Samsung
Smartphones

Samsung Galaxy S23 Ultra review

When more is more…

₹ 1,54,999

It’s tough for smartphone manufacturers to differentiate themselves from each other with every passing year. Especially at the top where every iterative improvement is scrutinised minutely by the YouTube and journalist community. The “new” Samsung Galaxy S23 Ultra falls into that trap rather easily because it looks almost identical to last year’s S22 Ultra. Get up close and personal and you do realise that the S23 Ultra has a slightly flatter mid-frame, making it easier to hold. Dig into the camera settings and you see a new 200MP option, indicating another big leap in terms of resolution from 108MP last year. So how does all this add up in front of the competition?

Design

This could very well be the pinnacle of modern smartphone industrial design. The S23 Ultra might just be the slightest iterative upgrade over the last gen model but it’s a shape and aspect ratio that works well in the hand and the flatter sides definitely help grip it much better now. The S-Pen neatly stowing away from the bottom, leaving all the 6.8 inches of Super AMOLED real estate to be admired. And it is a screen worthy of being stared at. Inky blacks and bright, perfectly saturated colours make it a joy to watch content and play games on.

The camera lenses might have grown a smidge too to accommodate for the larger sensor but from a distance, there is nothing different here. On the inside though, there is a big change with Samsung clearly flexing its tier 1 status as Qualcomm partner with a ‘Snapdragon 8 Gen 2 for Galaxy’ customised chipset. It’s clocked higher and is said to better optimise performance and power efficiency. In Geekbench scores, it does race ahead of the OnePlus 11 which has the stock version of this SoC, but in everyday use, there’s not much difference you can tell just by opening different apps.

Performance

Straight up, you get the premium experience when you fire up that screen.
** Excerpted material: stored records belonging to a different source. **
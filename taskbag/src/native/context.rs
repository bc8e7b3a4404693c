use std::cell::Cell;
use std::collections::HashMap;
use std::fmt;
use std::sync::{Arc, Mutex, MutexGuard, Weak};

use taskbag_api::{ContextId, ExecutionContext, Invocation, ParallelRuntime, ScriptError, Value};
use tracing::trace;
use uuid::Uuid;

use super::library::FunctionLibrary;
use super::script::Chunk;

/// Execution context of the native engine: a set of globals plus the
/// engine's shared function library.
///
/// The globals sit behind a mutex that is never held while a function runs,
/// so a host function can read and write globals of its own context and
/// workers can write results into the main context while it is busy.
pub struct NativeContext {
    id: ContextId,
    library: Arc<FunctionLibrary>,
    globals: Mutex<HashMap<String, Value>>,
    runtime: Mutex<Option<Weak<dyn ParallelRuntime>>>,
}

impl fmt::Debug for NativeContext {
    fn fmt(&self, f: &mut fmt::Formatter<'_>) -> fmt::Result {
        f.debug_struct("NativeContext")
            .field("id", &self.id)
            .field("globals", &self.globals().len())
            .field("runtime_bound", &self.runtime_slot().is_some())
            .finish()
    }
}

impl NativeContext {
    pub fn new(library: Arc<FunctionLibrary>) -> Self {
        Self {
            id: Uuid::new_v4(),
            library,
            globals: Mutex::new(HashMap::new()),
            runtime: Mutex::new(None),
        }
    }

    fn globals(&self) -> MutexGuard<'_, HashMap<String, Value>> {
        self.globals.lock().unwrap_or_else(|poisoned| poisoned.into_inner())
    }

    fn runtime_slot(&self) -> MutexGuard<'_, Option<Weak<dyn ParallelRuntime>>> {
        self.runtime.lock().unwrap_or_else(|poisoned| poisoned.into_inner())
    }

    /// The runtime `coordinator:*` calls reach, if it is still alive
    pub fn runtime(&self) -> Result<Arc<dyn ParallelRuntime>, ScriptError> {
        self.runtime_slot()
            .as_ref()
            .and_then(Weak::upgrade)
            .ok_or(ScriptError::RuntimeUnavailable)
    }

    /// Names of the globals currently set, sorted
    pub fn global_names(&self) -> Vec<String> {
        let mut names: Vec<String> = self.globals().keys().cloned().collect();
        names.sort();
        names
    }

    /// Calls `function` and returns its results, or the error it raised
    pub fn call(&self, function: &str, args: Vec<Value>) -> Result<Vec<Value>, ScriptError> {
        self.call_in_scope(function, args).map(|(results, _)| results)
    }

    fn call_in_scope(&self, function: &str, args: Vec<Value>) -> Result<(Vec<Value>, bool), ScriptError> {
        let host = self
            .library
            .get(function)
            .ok_or_else(|| ScriptError::FunctionNotFound(function.to_string()))?;
        let scope = CallScope {
            context: self,
            function,
            suspended: Cell::new(false),
        };
        match host(&scope, args) {
            Ok(results) => Ok((results, scope.suspended.get())),
            Err(err) => Err(match err.downcast::<ScriptError>() {
                Ok(script) => script,
                Err(other) => ScriptError::Runtime {
                    function: function.to_string(),
                    message: format!("{:#}", other),
                },
            }),
        }
    }
}

impl ExecutionContext for NativeContext {
    fn id(&self) -> ContextId {
        self.id
    }

    fn global(&self, name: &str) -> Option<Value> {
        self.globals().get(name).cloned()
    }

    fn set_global(&self, name: &str, value: Value) {
        let mut globals = self.globals();
        if value.is_nil() {
            globals.remove(name);
        } else {
            globals.insert(name.to_string(), value);
        }
    }

    fn has_function(&self, name: &str) -> bool {
        self.library.contains(name)
    }

    fn invoke(&self, function: &str, args: Vec<Value>) -> Invocation {
        trace!(context = %self.id, function, "Invoking");
        match self.call_in_scope(function, args) {
            Ok((results, false)) => Invocation::Completed(results),
            Ok((results, true)) => Invocation::Suspended(results),
            Err(err) => Invocation::Errored(err),
        }
    }

    fn load(&self, chunk: &str, source: &str) -> Result<(), ScriptError> {
        let parsed = Chunk::parse(chunk, source)?;
        parsed.run(self)
    }

    fn bind_runtime(&self, runtime: Weak<dyn ParallelRuntime>) {
        *self.runtime_slot() = Some(runtime);
    }
}

/// What a host function sees of the context calling it.
pub struct CallScope<'a> {
    context: &'a NativeContext,
    function: &'a str,
    suspended: Cell<bool>,
}

impl CallScope<'_> {
    /// Name the function was called under
    pub fn function(&self) -> &str {
        self.function
    }

    pub fn context(&self) -> &NativeContext {
        self.context
    }

    pub fn context_id(&self) -> ContextId {
        self.context.id
    }

    pub fn global(&self, name: &str) -> Option<Value> {
        self.context.global(name)
    }

    pub fn set_global(&self, name: &str, value: impl Into<Value>) {
        self.context.set_global(name, value.into());
    }

    /// The parallel runtime bound to the calling context
    pub fn runtime(&self) -> Result<Arc<dyn ParallelRuntime>, ScriptError> {
        self.context.runtime()
    }

    /// Calls another function in the same context
    pub fn call(&self, function: &str, args: Vec<Value>) -> Result<Vec<Value>, ScriptError> {
        self.context.call(function, args)
    }

    /// Marks the call as suspended: it returns as still runnable instead
    /// of completed
    pub fn suspend(&self) {
        self.suspended.set(true);
    }
}
use std::fmt;
use std::sync::atomic::{AtomicBool, AtomicU64, AtomicUsize, Ordering};
use std::sync::{Arc, Mutex, MutexGuard, Weak};

use taskbag_api::{ExecutionContext, ParallelRuntime, RuntimeError, ScriptEngine, ScriptError, Value};
use tracing::{debug, info, warn};
use uuid::Uuid;

use crate::config::CoordinatorConfig;
use crate::coordinator::sections::CriticalSections;
use crate::scheduler::worker::PrivateContext;
use crate::scheduler::{Activity, TaskQueue, WorkerPool, WorkerUnit};
use crate::task::{CallSpec, TaskDescriptor};

/// Point-in-time view of a coordinator
#[derive(Debug, Clone, PartialEq)]
pub struct CoordinatorMetrics {
    pub id: Uuid,
    /// Worker units alive right now
    pub pool_size: usize,
    pub queue_length: usize,
    pub busy_workers: usize,
    /// Function names being executed right now
    pub executing: Vec<String>,
    pub critical_sections: usize,
    pub tasks_submitted: u64,
    pub tasks_completed: u64,
    pub tasks_failed: u64,
    pub is_shut_down: bool,
}

/// State shared by the coordinator handle, its worker threads and every
/// context bound to it.
pub struct Core {
    id: Uuid,
    this: Weak<Core>,
    config: CoordinatorConfig,
    engine: Arc<dyn ScriptEngine>,
    main: Arc<dyn ExecutionContext>,
    queue: TaskQueue,
    sections: CriticalSections,
    execution_lock: Mutex<()>,
    pool: Mutex<WorkerPool>,
    pool_size: AtomicUsize,
    activity: Activity,
    shut_down: AtomicBool,
    tasks_submitted: AtomicU64,
    tasks_completed: AtomicU64,
    tasks_failed: AtomicU64,
}

impl fmt::Debug for Core {
    fn fmt(&self, f: &mut fmt::Formatter<'_>) -> fmt::Result {
        f.debug_struct("Core")
            .field("id", &self.id)
            .field("engine", &self.engine.name())
            .field("main", &self.main.id())
            .field("pool_size", &self.pool_size())
            .field("queue", &self.queue)
            .field("sections", &self.sections)
            .finish()
    }
}

impl Core {
    /// Builds the shared state, binds the main context to it and starts
    /// `config.pool_size` workers.
    pub(crate) fn start(
        engine: Arc<dyn ScriptEngine>,
        main: Arc<dyn ExecutionContext>,
        config: CoordinatorConfig,
    ) -> Result<Arc<Self>, RuntimeError> {
        let pool_size = config.pool_size;
        let core = Arc::new_cyclic(|this| Core {
            id: Uuid::new_v4(),
            this: this.clone(),
            config,
            engine,
            main,
            queue: TaskQueue::new(),
            sections: CriticalSections::new(),
            execution_lock: Mutex::new(()),
            pool: Mutex::new(WorkerPool::new()),
            pool_size: AtomicUsize::new(pool_size),
            activity: Activity::new(),
            shut_down: AtomicBool::new(false),
            tasks_submitted: AtomicU64::new(0),
            tasks_completed: AtomicU64::new(0),
            tasks_failed: AtomicU64::new(0),
        });

        core.main.bind_runtime(core.runtime_ref());
        if let Err(err) = core.spawn_workers(pool_size) {
            core.shutdown();
            return Err(err);
        }

        info!(
            coordinator = %core.id,
            engine = core.engine.name(),
            pool_size,
            "Coordinator started"
        );
        Ok(core)
    }

    pub fn id(&self) -> Uuid {
        self.id
    }

    pub fn config(&self) -> &CoordinatorConfig {
        &self.config
    }

    pub fn main_context(&self) -> &dyn ExecutionContext {
        self.main.as_ref()
    }

    pub(crate) fn main_context_arc(&self) -> Arc<dyn ExecutionContext> {
        Arc::clone(&self.main)
    }

    pub fn queue(&self) -> &TaskQueue {
        &self.queue
    }

    pub fn sections(&self) -> &CriticalSections {
        &self.sections
    }

    pub fn activity(&self) -> &Activity {
        &self.activity
    }

    /// Desired number of workers
    pub fn pool_size(&self) -> usize {
        self.pool_size.load(Ordering::SeqCst)
    }

    pub fn is_shut_down(&self) -> bool {
        self.shut_down.load(Ordering::SeqCst)
    }

    /// Serializes writes into the main context
    pub(crate) fn execution_lock(&self) -> MutexGuard<'_, ()> {
        self.execution_lock
            .lock()
            .unwrap_or_else(|poisoned| poisoned.into_inner())
    }

    pub(crate) fn pool(&self) -> MutexGuard<'_, WorkerPool> {
        self.pool.lock().unwrap_or_else(|poisoned| poisoned.into_inner())
    }

    pub(crate) fn record_completion(&self) {
        self.tasks_completed.fetch_add(1, Ordering::Relaxed);
    }

    pub(crate) fn record_failure(&self) {
        self.tasks_failed.fetch_add(1, Ordering::Relaxed);
    }

    fn runtime_ref(&self) -> Weak<dyn ParallelRuntime> {
        self.this.clone()
    }

    /// Spawns a context from the main context, binds it to this runtime and
    /// registers it with the engine
    pub(crate) fn spawn_private_context(&self) -> Result<PrivateContext, ScriptError> {
        let context = self.engine.spawn_context(self.main.as_ref())?;
        context.bind_runtime(self.runtime_ref());
        let registration = self.engine.register(context.as_ref());
        Ok(PrivateContext::new(context, registration))
    }

    fn spawn_workers(&self, count: usize) -> Result<(), RuntimeError> {
        let core = self.this.upgrade().ok_or(RuntimeError::ShutDown)?;
        for id in 0..count {
            let worker = WorkerUnit::spawn(id, Arc::clone(&core))?;
            self.pool().push(worker);
        }
        crate::log_pool!(self.id, "spawned", count);
        Ok(())
    }

    fn ensure_running(&self) -> Result<(), RuntimeError> {
        if self.is_shut_down() {
            return Err(RuntimeError::ShutDown);
        }
        Ok(())
    }

    /// Starts idle workers while tasks are queued
    fn drive(&self) -> usize {
        let pending = self.queue.len();
        if pending == 0 {
            return 0;
        }
        self.pool().start_idle(pending)
    }

    pub fn busy_workers(&self) -> usize {
        self.pool().busy_workers()
    }

    pub fn metrics(&self) -> CoordinatorMetrics {
        let pool = self.pool().metrics();
        CoordinatorMetrics {
            id: self.id,
            pool_size: pool.pool_size,
            queue_length: self.queue.len(),
            busy_workers: pool.busy_workers,
            executing: pool.executing,
            critical_sections: self.sections.len(),
            tasks_submitted: self.tasks_submitted.load(Ordering::Relaxed),
            tasks_completed: self.tasks_completed.load(Ordering::Relaxed),
            tasks_failed: self.tasks_failed.load(Ordering::Relaxed),
            is_shut_down: self.is_shut_down(),
        }
    }

    /// Stops every worker after its current run and joins its thread.
    /// Tasks still queued are discarded.
    pub fn shutdown(&self) {
        if self.shut_down.swap(true, Ordering::SeqCst) {
            return;
        }
        let workers = self.pool().take_all();
        let count = workers.len();
        for worker in workers {
            worker.stop();
        }
        self.activity.notify();

        let pending = self.queue.len();
        if pending > 0 {
            warn!(coordinator = %self.id, pending, "Coordinator shut down with tasks still queued");
        }
        crate::log_pool!(self.id, "stopped", count);
        info!(coordinator = %self.id, "Coordinator shut down");
    }
}

impl ParallelRuntime for Core {
    fn parallel(&self, source: &dyn ExecutionContext, call_text: &str) -> Result<(), RuntimeError> {
        self.ensure_running()?;
        let call = CallSpec::parse(call_text)?;

        let task = if source.id() == self.main.id() {
            let _execution = self.execution_lock();
            TaskDescriptor::capture(call, source)
        } else {
            TaskDescriptor::capture(call, source)
        };
        debug!(
            coordinator = %self.id,
            function = task.function(),
            call = task.call_text(),
            "Task enqueued"
        );

        self.queue.push_back(task);
        self.tasks_submitted.fetch_add(1, Ordering::Relaxed);
        self.activity.notify();
        self.pool().start_first_idle();
        Ok(())
    }

    fn join(&self, function: &str) -> Result<(), RuntimeError> {
        self.ensure_running()?;
        let poll = self.config.poll_interval();
        debug!(coordinator = %self.id, function, "Joining tasks");

        loop {
            let seen = self.activity.generation();
            // queue first: a popped task is marked as current before it
            // leaves the queue
            let pending = self.queue.contains_function(function);
            let running = self.pool().is_executing(function);
            if !pending && !running && self.activity.generation() == seen {
                break;
            }
            if pending {
                self.drive();
            }
            self.ensure_running()?;
            self.activity.wait_since(seen, poll);
        }
        Ok(())
    }

    fn joinall(&self) -> Result<(), RuntimeError> {
        self.ensure_running()?;
        let poll = self.config.poll_interval();
        debug!(coordinator = %self.id, "Joining all tasks");

        {
            let pool = self.pool();
            if pool.on_worker_thread() && pool.len() == 1 {
                warn!(coordinator = %self.id, "joinall called from the only worker; queued tasks cannot run until it returns");
            }
        }

        loop {
            let seen = self.activity.generation();
            self.drive();
            // workers first: with every worker idle only this thread can
            // still enqueue
            let idle = self.pool().all_idle();
            if idle && self.queue.is_empty() && self.activity.generation() == seen {
                break;
            }
            self.ensure_running()?;
            self.activity.wait_since(seen, poll);
        }
        Ok(())
    }

    fn acquire(&self, id: &Value) -> Result<(), RuntimeError> {
        let name = CriticalSections::section_name(id)?;
        self.sections.acquire(&name);
        Ok(())
    }

    fn release(&self, id: &Value) -> Result<(), RuntimeError> {
        let name = CriticalSections::section_name(id)?;
        self.sections.release(&name);
        Ok(())
    }

    fn np(&self, count: usize) -> Result<usize, RuntimeError> {
        self.ensure_running()?;
        let current = self.pool_size();
        if count == 0 || count == current {
            return Ok(current);
        }
        if self.pool().on_worker_thread() {
            return Err(RuntimeError::ResizeFromTask);
        }

        self.joinall()?;
        // take the workers out first so no lock is held while their threads
        // finish
        let workers = self.pool().take_all();
        for worker in workers {
            worker.stop();
        }

        if let Err(err) = self.spawn_workers(count) {
            // the pool keeps whatever did start; its size must say so
            let started = self.pool().len();
            self.pool_size.store(started, Ordering::SeqCst);
            warn!(coordinator = %self.id, requested = count, started, error = %err, "Worker pool resize incomplete");
            self.drive();
            return Err(err);
        }
        self.pool_size.store(count, Ordering::SeqCst);
        self.drive();
        info!(coordinator = %self.id, from = current, to = count, "Worker pool resized");
        Ok(count)
    }
}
VRR from 1-120Hz is great, but the video and sound quality really are in a class of its own with the S23 Ultra, making it a supreme content consumption device. The peak brightness of 1750nits along with a new Vision Booster algorithm that uses all of those nits when in sunny outdoor conditions makes it easy to appreciate what’s on the screen, regardless of ambient lighting conditions.

Our 12GB RAM equipped review sample also had no trouble opening heavy handed apps such as Lightroom, Real Racing and a gallery full of 200MP images. Although, compared to the iPhone 14 Pro Max, the S23 Ultra consistently was slower by a few seconds in things like applying Reel filters, saving 4K video clips and previewing LR edits.

But really, the camera is where most flagship phones offer differentiation in performance, if any, these days. The 200MP primary snapper does capture a lot of detail that helps to crop into an image, but since it’s also heavily aided by AI, some of the background objects are inconsistently sharpened (and some not). The subject however is crisp, but it does lose out on the HDR processing, so it assumes that you will be using a pro-grade photo editing app to make the most of all the pixels. If you’re into casual point and shoot stuff, the results are generally great, if not the most accurate when it comes to colours. It always brightens up the scene more than real life and the colour temperature is on the cooler side compared to the iPhone’s warmer tones. Again, this is clearly a camera tuned for life on social media where more (drama or otherwise) is better.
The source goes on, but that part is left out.